Department of Pharmaceutical Chemistry, SGT College of Pharmacy, SGT University, Gurugram, Haryana 122505, India.
Department of Pharmaceutical Chemistry, KIET School of Pharmacy, KIET Group of Institutions, Delhi-NCR, Ghaziabad, Uttar Pradesh 201206, India.
Drug Discov Today. 2022 Oct;27(10):103312. doi: 10.1016/j.drudis.2022.06.012. Epub 2022 Jul 3.
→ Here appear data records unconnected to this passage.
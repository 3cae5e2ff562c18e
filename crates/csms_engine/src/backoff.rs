use std::fmt::Display;
use std::future::Future;
use std::time::Duration;

/// Bounded retry with exponential backoff.
#[derive(Debug, Clone, Copy, PartialEq, Eq)]
pub struct RetryPolicy {
    /// Total attempts, the first one included.
    pub max_attempts: u32,
    pub initial_backoff: Duration,
    pub max_backoff: Duration,
}

impl Default for RetryPolicy {
    fn default() -> Self {
        RetryPolicy {
            max_attempts: 3,
            initial_backoff: Duration::from_millis(500),
            max_backoff: Duration::from_secs(10),
        }
    }
}

impl RetryPolicy {
    /// Delay before attempt `attempt + 1`.
    pub fn delay_after(&self, attempt: u32) -> Duration {
        let factor = 2u32.saturating_pow(attempt.saturating_sub(1));
        self.initial_backoff
            .saturating_mul(factor)
            .min(self.max_backoff)
    }

    /// Longest time `run` can take when every attempt takes `per_attempt`.
    pub fn worst_case(&self, per_attempt: Duration) -> Duration {
        (1..self.max_attempts).fold(
            per_attempt.saturating_mul(self.max_attempts),
            |total, attempt| total.saturating_add(self.delay_after(attempt)),
        )
    }

    /// Run `op` until it succeeds, `should_retry` refuses the error or the
    /// attempts are exhausted. The last error is returned.
    pub async fn run<T, E, F, Fut>(
        &self,
        what: &str,
        should_retry: impl Fn(&E) -> bool,
        mut op: F,
    ) -> Result<T, E>
    where
        E: Display,
        F: FnMut(u32) -> Fut,
        Fut: Future<Output = Result<T, E>>,
    {
        let mut attempt = 1;
        loop {
            match op(attempt).await {
                Ok(value) => return Ok(value),
                Err(err) if attempt >= self.max_attempts || !should_retry(&err) => return Err(err),
                Err(err) => {
                    let delay = self.delay_after(attempt);
                    tracing::warn!(attempt, ?delay, error = %err, "{what} failed, retrying");
                    tokio::time::sleep(delay).await;
                    attempt += 1;
                }
            }
        }
    }
}

#[cfg(test)]
mod tests {
    use super::*;
    use std::sync::atomic::{AtomicU32, Ordering};

    fn policy() -> RetryPolicy {
        RetryPolicy {
            max_attempts: 4,
            initial_backoff: Duration::from_millis(100),
            max_backoff: Duration::from_millis(250),
        }
    }

    #[test]
    fn test_delays_double_up_to_max() {
        let policy = policy();
        assert_eq!(policy.delay_after(1), Duration::from_millis(100));
        assert_eq!(policy.delay_after(2), Duration::from_millis(200));
        assert_eq!(policy.delay_after(3), Duration::from_millis(250));
        assert_eq!(policy.delay_after(40), Duration::from_millis(250));
    }

    #[test]
    fn test_worst_case_adds_attempts_and_delays() {
        // 4 x 1 s plus 100 + 200 + 250 ms
        assert_eq!(
            policy().worst_case(Duration::from_secs(1)),
            Duration::from_millis(4_550)
        );
        assert_eq!(
            RetryPolicy::default().worst_case(Duration::from_secs(30)),
            Duration::from_millis(91_500)
        );
    }

    #[tokio::test(start_paused = true)]
    async fn test_retries_until_success() {
        let calls = AtomicU32::new(0);
        let started = tokio::time::Instant::now();
        let result: Result<u32, String> = policy()
            .run("flaky", |_| true, |attempt| {
                calls.fetch_add(1, Ordering::SeqCst);
                async move {
                    if attempt < 3 {
                        Err(format!("attempt {attempt}"))
                    } else {
                        Ok(attempt)
                    }
                }
            })
            .await;
        assert_eq!(result, Ok(3));
        assert_eq!(calls.load(Ordering::SeqCst), 3);
        assert_eq!(started.elapsed(), Duration::from_millis(300));
    }

    #[tokio::test(start_paused = true)]
    async fn test_gives_up_after_max_attempts() {
        let calls = AtomicU32::new(0);
        let result: Result<(), String> = policy()
            .run("broken", |_| true, |attempt| {
                calls.fetch_add(1, Ordering::SeqCst);
                async move { Err(format!("attempt {attempt}")) }
            })
            .await;
        assert_eq!(result, Err("attempt 4".to_string()));
        assert_eq!(calls.load(Ordering::SeqCst), 4);
    }

    #[tokio::test(start_paused = true)]
    async fn test_permanent_errors_are_not_retried() {
        let calls = AtomicU32::new(0);
        let result: Result<(), String> = policy()
            .run("rejected", |err: &String| err != "permanent", |_| {
                calls.fetch_add(1, Ordering::SeqCst);
                async { Err("permanent".to_string()) }
            })
            .await;
        assert!(result.is_err());
        assert_eq!(calls.load(Ordering::SeqCst), 1);
    }
}
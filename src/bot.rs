use std::sync::Arc;

use anyhow::Result;
use tracing::{error, info};

use crate::llm::PersonaQuery;
use crate::platform::{IncomingMessage, ReplySender};
use crate::weather::WeatherLookup;

pub const DEFAULT_CITY: &str = "Cape Town";

/// Joins city words for embedding in the weather query string.
const CITY_SEPARATOR: &str = "+";

pub const HELP_TEXT: &str = "Welcome to my Bot!\n\n\
     It can help you get the current temperature for any city or else you can ask Goku a question.\n\n\
     Available commands:\n\
     /temperature [city] - Get the current temperature for a city (defaults to Cape Town)\n\
     /askGoku [question] - Ask a question and see what Goku has to say!";

pub const ASK_USAGE_TEXT: &str = "Please provide a question. Usage: /askGoku [question]";

pub const ASK_FAILED_TEXT: &str = "Sorry, I couldn't process your question. Please try again.";

fn temperature_failed_text(city: &str) -> String {
    format!("Sorry, I couldn't fetch the temperature for {}", city)
}

/// What an incoming message asks for.
#[derive(Debug, Clone, PartialEq, Eq)]
pub enum Command {
    /// City already joined with the query separator
    Temperature { city: String },
    /// `None` when no question followed the command
    AskGoku { question: Option<String> },
    Help,
}

impl Command {
    pub fn parse(text: &str) -> Self {
        if text.starts_with("/temperature") {
            let words: Vec<&str> = text.split_whitespace().skip(1).collect();
            let city = if words.is_empty() {
                DEFAULT_CITY.split_whitespace().collect::<Vec<_>>().join(CITY_SEPARATOR)
            } else {
                words.join(CITY_SEPARATOR)
            };
            return Command::Temperature { city };
        }

        if text.starts_with("/askGoku") {
            let question = text
                .split_once(' ')
                .map(|(_, rest)| rest)
                .filter(|rest| !rest.trim().is_empty())
                .map(str::to_string);
            return Command::AskGoku { question };
        }

        Command::Help
    }
}

/// Routes each message to its command and sends exactly one reply.
pub struct CommandDispatcher {
    weather: Arc<dyn WeatherLookup>,
    persona: Arc<dyn PersonaQuery>,
    sender: Arc<dyn ReplySender>,
}

impl CommandDispatcher {
    pub fn new(
        weather: Arc<dyn WeatherLookup>,
        persona: Arc<dyn PersonaQuery>,
        sender: Arc<dyn ReplySender>,
    ) -> Self {
        Self {
            weather,
            persona,
            sender,
        }
    }

    /// Handle one message. Errors only come from sending the reply.
    pub async fn handle(&self, msg: &IncomingMessage) -> Result<()> {
        info!("Message from chat {}: {}", msg.chat_id, msg.text);

        let reply = self.reply_for(&msg.text).await;
        self.sender.send_text(msg.chat_id, &reply).await
    }

    /// Build the reply text. Lookup failures become apologies here.
    pub async fn reply_for(&self, text: &str) -> String {
        match Command::parse(text) {
            Command::Temperature { city } => match self.weather.lookup(&city).await {
                Ok(report) => report,
                Err(e) => {
                    error!("Temperature lookup for {} failed: {:#}", city, e);
                    temperature_failed_text(&city)
                }
            },
            Command::AskGoku { question: None } => ASK_USAGE_TEXT.to_string(),
            Command::AskGoku {
                question: Some(question),
            } => match self.persona.ask(&question).await {
                Ok(answer) => answer,
                Err(e) => {
                    error!("Persona query failed: {:#}", e);
                    ASK_FAILED_TEXT.to_string()
                }
            },
            Command::Help => HELP_TEXT.to_string(),
        }
    }
}
use async_trait::async_trait;
use serde::{Deserialize, Serialize};
use tracing::debug;

use crate::config::GeminiConfig;
use crate::error::QueryError;

/// Appended to every question.
pub const PERSONA_PROMPT: &str = "You are Goku from DragonballZ. Give a very brief reply with no fluff. Always speak in the style of Goku.";

/// Telegram rejects messages longer than this many characters.
pub const MAX_REPLY_CHARS: usize = 4096;

const ELLIPSIS: &str = "...";

/// Anything that can answer a free-text question in character.
#[async_trait]
pub trait PersonaQuery: Send + Sync {
    async fn ask(&self, question: &str) -> Result<String, QueryError>;
}

#[derive(Debug, Serialize)]
struct GenerateContentRequest {
    contents: Vec<Content>,
}

#[derive(Debug, Serialize, Deserialize)]
struct Content {
    #[serde(skip_serializing_if = "Option::is_none")]
    role: Option<String>,
    #[serde(default)]
    parts: Vec<Part>,
}

#[derive(Debug, Serialize, Deserialize)]
struct Part {
    #[serde(default, skip_serializing_if = "Option::is_none")]
    text: Option<String>,
}

#[derive(Debug, Deserialize)]
struct GenerateContentResponse {
    #[serde(default)]
    candidates: Vec<Candidate>,
}

#[derive(Debug, Deserialize)]
struct Candidate {
    content: Option<Content>,
}

impl GenerateContentResponse {
    /// Concatenated text of the first candidate.
    fn text(&self) -> String {
        self.candidates
            .first()
            .and_then(|c| c.content.as_ref())
            .map(|content| {
                content
                    .parts
                    .iter()
                    .filter_map(|p| p.text.as_deref())
                    .collect::<String>()
            })
            .unwrap_or_default()
    }
}

/// Cut `text` down to Telegram's limit, marking the cut with an ellipsis.
/// Counts characters, not bytes.
pub fn truncate_reply(text: String) -> String {
    if text.chars().count() <= MAX_REPLY_CHARS {
        return text;
    }
    let keep = MAX_REPLY_CHARS - ELLIPSIS.chars().count();
    let mut truncated: String = text.chars().take(keep).collect();
    truncated.push_str(ELLIPSIS);
    truncated
}

/// Gemini `generateContent` client.
pub struct GeminiClient {
    client: reqwest::Client,
    config: GeminiConfig,
}

impl GeminiClient {
    pub fn new(client: reqwest::Client, config: GeminiConfig) -> Self {
        Self { client, config }
    }

    /// One-shot generation for a single prompt.
    pub async fn generate(&self, prompt: &str) -> Result<String, QueryError> {
        if self.config.api_key.is_empty() {
            return Err(QueryError::Config);
        }

        let request = GenerateContentRequest {
            contents: vec![Content {
                role: Some("user".to_string()),
                parts: vec![Part {
                    text: Some(prompt.to_string()),
                }],
            }],
        };

        let url = format!(
            "{}/models/{}:generateContent",
            self.config.base_url.trim_end_matches('/'),
            self.config.model
        );

        debug!("Sending request to Gemini: {}", url);

        let response = self
            .client
            .post(&url)
            .header("x-goog-api-key", &self.config.api_key)
            .json(&request)
            .send()
            .await?;

        let status = response.status();
        if !status.is_success() {
            let body = response.text().await.unwrap_or_default();
            return Err(QueryError::Upstream { status, body });
        }

        let parsed: GenerateContentResponse = response.json().await?;
        let text = parsed.text();
        if text.is_empty() {
            return Err(QueryError::EmptyResponse);
        }

        Ok(text)
    }
}

#[async_trait]
impl PersonaQuery for GeminiClient {
    async fn ask(&self, question: &str) -> Result<String, QueryError> {
        let prompt = format!("{} {}", question, PERSONA_PROMPT);
        let text = self.generate(&prompt).await?;
        Ok(truncate_reply(text))
    }
}
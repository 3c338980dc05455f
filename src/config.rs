use anyhow::{bail, Context, Result};
use std::str::FromStr;

const DEFAULT_PORT: u16 = 8080;

fn default_weather_base_url() -> String {
    "http://api.weatherstack.com".to_string()
}

fn default_gemini_base_url() -> String {
    "https://generativelanguage.googleapis.com/v1beta".to_string()
}

fn default_gemini_model() -> String {
    "gemini-2.5-flash".to_string()
}

/// How updates reach the bot.
#[derive(Debug, Clone, Copy, PartialEq, Eq)]
pub enum RunMode {
    Poll,
    Webhook,
}

impl FromStr for RunMode {
    type Err = anyhow::Error;

    fn from_str(s: &str) -> Result<Self> {
        match s.trim().to_ascii_lowercase().as_str() {
            "poll" | "polling" => Ok(RunMode::Poll),
            "webhook" => Ok(RunMode::Webhook),
            other => bail!("Unknown run mode '{}' (expected 'poll' or 'webhook')", other),
        }
    }
}

impl std::fmt::Display for RunMode {
    fn fmt(&self, f: &mut std::fmt::Formatter<'_>) -> std::fmt::Result {
        match self {
            RunMode::Poll => write!(f, "poll"),
            RunMode::Webhook => write!(f, "webhook"),
        }
    }
}

#[derive(Debug, Clone)]
pub struct TelegramConfig {
    pub bot_token: String,
    /// Bot API base URL override, mostly for tests and local Bot API servers.
    pub api_url: Option<String>,
}

#[derive(Debug, Clone)]
pub struct WeatherConfig {
    /// Empty when unset; checked per lookup.
    pub api_key: String,
    pub base_url: String,
}

#[derive(Debug, Clone)]
pub struct GeminiConfig {
    /// Empty when unset; checked per question.
    pub api_key: String,
    pub base_url: String,
    pub model: String,
}

#[derive(Debug, Clone)]
pub struct ServerConfig {
    pub port: u16,
    /// Public base URL Telegram should POST updates to.
    pub app_url: Option<String>,
}

#[derive(Debug, Clone)]
pub struct Config {
    pub telegram: TelegramConfig,
    pub weather: WeatherConfig,
    pub gemini: GeminiConfig,
    pub server: ServerConfig,
    /// Value of BOT_MODE, if any.
    pub mode: Option<RunMode>,
}

impl Config {
    pub fn from_env() -> Result<Self> {
        Self::from_lookup(|key| std::env::var(key).ok())
    }

    /// Build the configuration from an arbitrary key lookup. Blank values count as unset.
    pub fn from_lookup<F>(lookup: F) -> Result<Self>
    where
        F: Fn(&str) -> Option<String>,
    {
        let get = |key: &str| {
            lookup(key)
                .map(|v| v.trim().to_string())
                .filter(|v| !v.is_empty())
        };

        let bot_token = get("BOT_TOKEN").context("BOT_TOKEN environment variable not set")?;

        let port = match get("PORT") {
            Some(raw) => raw
                .parse::<u16>()
                .with_context(|| format!("Invalid PORT value: {}", raw))?,
            None => DEFAULT_PORT,
        };

        let mode: Option<RunMode> = get("BOT_MODE").map(|m| m.parse()).transpose()?;

        Ok(Config {
            telegram: TelegramConfig {
                bot_token,
                api_url: get("TELEGRAM_API_URL"),
            },
            weather: WeatherConfig {
                api_key: get("WEATHER_API_KEY").unwrap_or_default(),
                base_url: get("WEATHER_API_URL").unwrap_or_else(default_weather_base_url),
            },
            gemini: GeminiConfig {
                api_key: get("GEMINI_API_KEY").unwrap_or_default(),
                base_url: get("GEMINI_API_URL").unwrap_or_else(default_gemini_base_url),
                model: get("GEMINI_MODEL").unwrap_or_else(default_gemini_model),
            },
            server: ServerConfig {
                port,
                app_url: get("APP_URL"),
            },
            mode,
        })
    }

    /// Pick the run mode: explicit argument, then BOT_MODE, then webhook if APP_URL is set.
    pub fn run_mode(&self, arg: Option<&str>) -> Result<RunMode> {
        if let Some(arg) = arg {
            return arg.parse();
        }
        if let Some(mode) = self.mode {
            return Ok(mode);
        }
        Ok(if self.server.app_url.is_some() {
            RunMode::Webhook
        } else {
            RunMode::Poll
        })
    }
}
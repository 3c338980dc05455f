use std::sync::Arc;
use std::time::Duration;

use anyhow::{Context, Result};
use async_trait::async_trait;
use teloxide::payloads::GetUpdatesSetters;
use teloxide::prelude::*;
use teloxide::types::{ChatId, UpdateKind};
use teloxide::RequestError;
use tracing::{debug, error, info, warn};

use crate::bot::CommandDispatcher;
use crate::config::TelegramConfig;
use crate::platform::{IncomingMessage, ReplySender, UpdateSource};

/// Long-poll wait per getUpdates call, in seconds.
pub const POLL_TIMEOUT_SECS: u32 = 60;

/// Headroom on top of the long-poll wait before the HTTP client gives up.
const CLIENT_TIMEOUT_SLACK_SECS: u64 = 10;

/// Pause after a failed getUpdates before asking again.
const POLL_ERROR_PAUSE: Duration = Duration::from_secs(1);

/// Build the single bot client shared by every handler.
///
/// teloxide's default client times out after 17s, shorter than the long poll,
/// so the client timeout is raised past `POLL_TIMEOUT_SECS`.
pub fn build_bot(config: &TelegramConfig) -> Result<Bot> {
    let client = teloxide::net::default_reqwest_settings()
        .timeout(Duration::from_secs(
            POLL_TIMEOUT_SECS as u64 + CLIENT_TIMEOUT_SLACK_SECS,
        ))
        .build()
        .context("Failed to build Telegram HTTP client")?;

    let bot = Bot::with_client(&config.bot_token, client);
    match &config.api_url {
        Some(url) => {
            let url = reqwest::Url::parse(url)
                .with_context(|| format!("Invalid TELEGRAM_API_URL: {}", url))?;
            Ok(bot.set_api_url(url))
        }
        None => Ok(bot),
    }
}

/// Check the token against Telegram and log who we are.
pub async fn verify_bot(bot: &Bot) -> Result<()> {
    let me = bot
        .get_me()
        .await
        .context("Failed to authenticate bot token")?;
    info!(
        "Authorized as @{} (ID: {})",
        me.username.as_deref().unwrap_or("unknown"),
        me.id
    );
    Ok(())
}

/// Message updates become an `IncomingMessage`; everything else is skipped.
pub fn incoming_from_update(update: &Update) -> Option<IncomingMessage> {
    match &update.kind {
        UpdateKind::Message(msg) => Some(IncomingMessage {
            chat_id: msg.chat.id.0,
            text: msg.text().unwrap_or_default().to_string(),
        }),
        _ => None,
    }
}

/// getUpdates offset that acknowledges `update_id`. `None` if it does not fit the API's i32.
fn next_offset(update_id: u32) -> Option<i32> {
    i32::try_from(update_id).ok()?.checked_add(1)
}

/// Sends replies through the Bot API.
pub struct TelegramSender {
    bot: Bot,
}

impl TelegramSender {
    pub fn new(bot: Bot) -> Self {
        Self { bot }
    }
}

#[async_trait]
impl ReplySender for TelegramSender {
    async fn send_text(&self, chat_id: i64, text: &str) -> Result<()> {
        self.bot
            .send_message(ChatId(chat_id), text)
            .await
            .with_context(|| format!("Failed to send message to chat {}", chat_id))?;
        Ok(())
    }
}

/// getUpdates long-polling. Handles one update fully before fetching the next.
pub struct PollingSource {
    bot: Bot,
}

impl PollingSource {
    pub fn new(bot: Bot) -> Self {
        Self { bot }
    }

    /// getUpdates is refused while a webhook is registered.
    async fn clear_webhook(&self) {
        if let Err(e) = self.bot.delete_webhook().await {
            warn!("Failed to delete webhook: {} (continuing anyway)", e);
        }
    }

    /// Fetch one batch starting at `offset`, handle it in order, and return the next offset.
    async fn poll_once(
        &self,
        offset: i32,
        dispatcher: &CommandDispatcher,
    ) -> Result<i32, RequestError> {
        let updates = self
            .bot
            .get_updates()
            .offset(offset)
            .timeout(POLL_TIMEOUT_SECS)
            .await?;

        let mut offset = offset;
        for update in updates {
            match next_offset(update.id.0) {
                Some(next) => offset = next,
                None => warn!("Update id {} is out of offset range", update.id.0),
            }

            let Some(incoming) = incoming_from_update(&update) else {
                debug!("Skipping non-message update {}", update.id.0);
                continue;
            };

            if let Err(e) = dispatcher.handle(&incoming).await {
                error!("Error replying to chat {}: {:#}", incoming.chat_id, e);
            }
        }

        Ok(offset)
    }
}

#[async_trait]
impl UpdateSource for PollingSource {
    async fn run(self: Box<Self>, dispatcher: Arc<CommandDispatcher>) -> Result<()> {
        self.clear_webhook().await;

        info!("Polling for updates...");

        let mut offset: i32 = 0;
        loop {
            match self.poll_once(offset, &dispatcher).await {
                Ok(next) => offset = next,
                Err(e) => {
                    error!("getUpdates failed: {}", e);
                    tokio::time::sleep(POLL_ERROR_PAUSE).await;
                }
            }
        }
    }
}

#[cfg(test)]
mod tests {
    use super::*;
    use crate::bot::tests::{FakePersona, FakeWeather};
    use crate::bot::HELP_TEXT;
    use mockito::Matcher;
    use serde_json::json;
    use tokio::io::{AsyncReadExt, AsyncWriteExt};

    const TEST_BOT_TOKEN: &str = "test_bot_token_12345";

    /// teloxide's flattened update kinds only deserialize from text, not from a `Value`.
    fn parse_update(value: serde_json::Value) -> Update {
        serde_json::from_str(&value.to_string()).unwrap()
    }

    fn message_json(update_id: u32, content: serde_json::Value) -> serde_json::Value {
        let mut message = json!({
            "message_id": 1,
            "date": 1706529600,
            "chat": {"id": 123, "type": "private", "first_name": "Test"},
            "from": {"id": 123, "is_bot": false, "first_name": "Test"}
        });
        if let (Some(message), Some(content)) = (message.as_object_mut(), content.as_object()) {
            message.extend(content.clone());
        }
        json!({"update_id": update_id, "message": message})
    }

    fn edited_json(update_id: u32) -> serde_json::Value {
        json!({
            "update_id": update_id,
            "edited_message": {
                "message_id": 1,
                "date": 1706529600,
                "edit_date": 1706529700,
                "chat": {"id": 123, "type": "private", "first_name": "Test"},
                "text": "edited"
            }
        })
    }

    fn test_bot(api_url: String) -> Bot {
        build_bot(&TelegramConfig {
            bot_token: TEST_BOT_TOKEN.to_string(),
            api_url: Some(api_url),
        })
        .unwrap()
    }

    fn method_path(method: &str) -> String {
        format!("/bot{}/{}", TEST_BOT_TOKEN, method)
    }

    fn sent_message_body(text: &str) -> String {
        json!({
            "ok": true,
            "result": {
                "message_id": 1,
                "date": 1706529600,
                "chat": {"id": 123, "type": "private"},
                "from": {"id": 123456789, "is_bot": true, "first_name": "TestBot", "username": "testbot"},
                "text": text
            }
        })
        .to_string()
    }

    #[test]
    fn text_message_becomes_incoming() {
        let update = parse_update(message_json(10, json!({"text": "/temperature Paris"})));
        assert_eq!(
            incoming_from_update(&update),
            Some(IncomingMessage {
                chat_id: 123,
                text: "/temperature Paris".to_string(),
            })
        );
    }

    #[test]
    fn message_without_text_is_still_a_message() {
        let update = parse_update(message_json(
            10,
            json!({"location": {"latitude": 51.5, "longitude": -0.12}}),
        ));
        let incoming = incoming_from_update(&update).unwrap();
        assert_eq!(incoming.text, "");
    }

    #[test]
    fn edited_message_is_skipped() {
        let update = parse_update(edited_json(11));
        assert_eq!(incoming_from_update(&update), None);
    }

    #[test]
    fn offset_follows_update_id() {
        assert_eq!(next_offset(0), Some(1));
        assert_eq!(next_offset(6), Some(7));
        assert_eq!(next_offset(i32::MAX as u32), None);
        assert_eq!(next_offset(u32::MAX), None);
    }

    #[test]
    fn api_url_override_is_validated() {
        let config = TelegramConfig {
            bot_token: TEST_BOT_TOKEN.to_string(),
            api_url: Some("not a url".to_string()),
        };
        assert!(build_bot(&config).is_err());
    }

    #[tokio::test]
    async fn sender_posts_send_message() {
        let mut server = mockito::Server::new_async().await;
        let mock = server
            .mock("POST", method_path("SendMessage").as_str())
            .match_body(Matcher::PartialJson(json!({
                "chat_id": 123,
                "text": "Temperature in Paris, France: 18°C"
            })))
            .with_status(200)
            .with_header("content-type", "application/json")
            .with_body(sent_message_body("Temperature in Paris, France: 18°C"))
            .create_async()
            .await;

        TelegramSender::new(test_bot(server.url()))
            .send_text(123, "Temperature in Paris, France: 18°C")
            .await
            .unwrap();

        mock.assert_async().await;
    }

    #[tokio::test]
    async fn polling_clears_webhook_first() {
        let mut server = mockito::Server::new_async().await;
        let mock = server
            .mock("POST", method_path("DeleteWebhook").as_str())
            .with_status(200)
            .with_header("content-type", "application/json")
            .with_body(r#"{"ok":true,"result":true}"#)
            .expect(1)
            .create_async()
            .await;

        PollingSource::new(test_bot(server.url()))
            .clear_webhook()
            .await;

        mock.assert_async().await;
    }

    #[tokio::test]
    async fn poll_handles_messages_and_advances_offset() {
        let mut server = mockito::Server::new_async().await;
        let first_batch = server
            .mock("POST", method_path("GetUpdates").as_str())
            .match_body(Matcher::PartialJson(json!({"offset": 0, "timeout": 60})))
            .with_status(200)
            .with_header("content-type", "application/json")
            .with_body(
                json!({
                    "ok": true,
                    "result": [edited_json(5), message_json(6, json!({"text": "hello"}))]
                })
                .to_string(),
            )
            .create_async()
            .await;
        let next_batch = server
            .mock("POST", method_path("GetUpdates").as_str())
            .match_body(Matcher::PartialJson(json!({"offset": 7})))
            .with_status(200)
            .with_header("content-type", "application/json")
            .with_body(r#"{"ok":true,"result":[]}"#)
            .create_async()
            .await;
        let send = server
            .mock("POST", method_path("SendMessage").as_str())
            .match_body(Matcher::PartialJson(json!({"chat_id": 123, "text": HELP_TEXT})))
            .with_status(200)
            .with_header("content-type", "application/json")
            .with_body(sent_message_body(HELP_TEXT))
            .expect(1)
            .create_async()
            .await;

        let bot = test_bot(server.url());
        let dispatcher = CommandDispatcher::new(
            Arc::new(FakeWeather::default()),
            Arc::new(FakePersona::default()),
            Arc::new(TelegramSender::new(bot.clone())),
        );
        let source = PollingSource::new(bot);

        let offset = source.poll_once(0, &dispatcher).await.unwrap();
        assert_eq!(offset, 7);
        first_batch.assert_async().await;
        send.assert_async().await;

        let offset = source.poll_once(offset, &dispatcher).await.unwrap();
        assert_eq!(offset, 7);
        next_batch.assert_async().await;
    }

    #[tokio::test]
    async fn long_poll_outlasts_default_client_timeout() {
        // Answers only after teloxide's stock 17s client timeout has passed.
        let listener = tokio::net::TcpListener::bind("127.0.0.1:0").await.unwrap();
        let addr = listener.local_addr().unwrap();
        tokio::spawn(async move {
            let (mut socket, _) = listener.accept().await.unwrap();
            let mut buf = vec![0u8; 8192];
            let _ = socket.read(&mut buf).await;
            tokio::time::sleep(Duration::from_secs(20)).await;
            let body = r#"{"ok":true,"result":[]}"#;
            let response = format!(
                "HTTP/1.1 200 OK\r\ncontent-type: application/json\r\ncontent-length: {}\r\nconnection: close\r\n\r\n{}",
                body.len(),
                body
            );
            let _ = socket.write_all(response.as_bytes()).await;
        });

        let bot = test_bot(format!("http://{}", addr));
        let updates = bot
            .get_updates()
            .offset(0)
            .timeout(POLL_TIMEOUT_SECS)
            .await
            .unwrap();
        assert!(updates.is_empty());
    }
}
Severe acute respiratory syndrome coronavirus 2 (SARS-CoV-2) undergoes mutations at a high rate and with frequent genetic reassortment (antigenic drift/shift), leading to variability in targets. The receptor-binding domain (RBD) of the spike (S) protein has a major role in the binding of SARS-CoV-2 with human angiotensin-converting enzyme 2 (ACE2). Mutations at the RBD influence the binding interaction at the SARS-CoV-2 S-ACE2 interface and impact viral pathogenicity. Here, we discuss different reported mutations of concern in RBD, physicochemical characteristic changes resulting from mutated amino acids and their effect on binding between the RBD and ACE2. Along with mutation informatics, we highlight recently developed small-molecule inhibitors of RBD and the ACE2 interface. This information provides a rational basis for the design of inhibitors against the multivariant strains of SARS-CoV-2.
严重急性呼吸综合征冠状病毒 2(SARS-CoV-2)以高频率和频繁的基因重排(抗原漂移/转变)发生突变,导致靶标发生变化。刺突(S)蛋白的受体结合域(RBD)在 SARS-CoV-2 与人血管紧张素转换酶 2(ACE2)的结合中起主要作用。RBD 中的突变影响 SARS-CoV-2 S-ACE2 界面的结合相互作用,并影响病毒的致病性。在这里,我们讨论了 RBD 中不同报道的关注突变、突变氨基酸引起的理化特性变化及其对 RBD 和 ACE2 之间结合的影响。结合突变信息,我们重点介绍了最近开发的 RBD 和 ACE2 界面小分子抑制剂。这些信息为针对 SARS-CoV-2 多种变异株的抑制剂设计提供了合理的依据。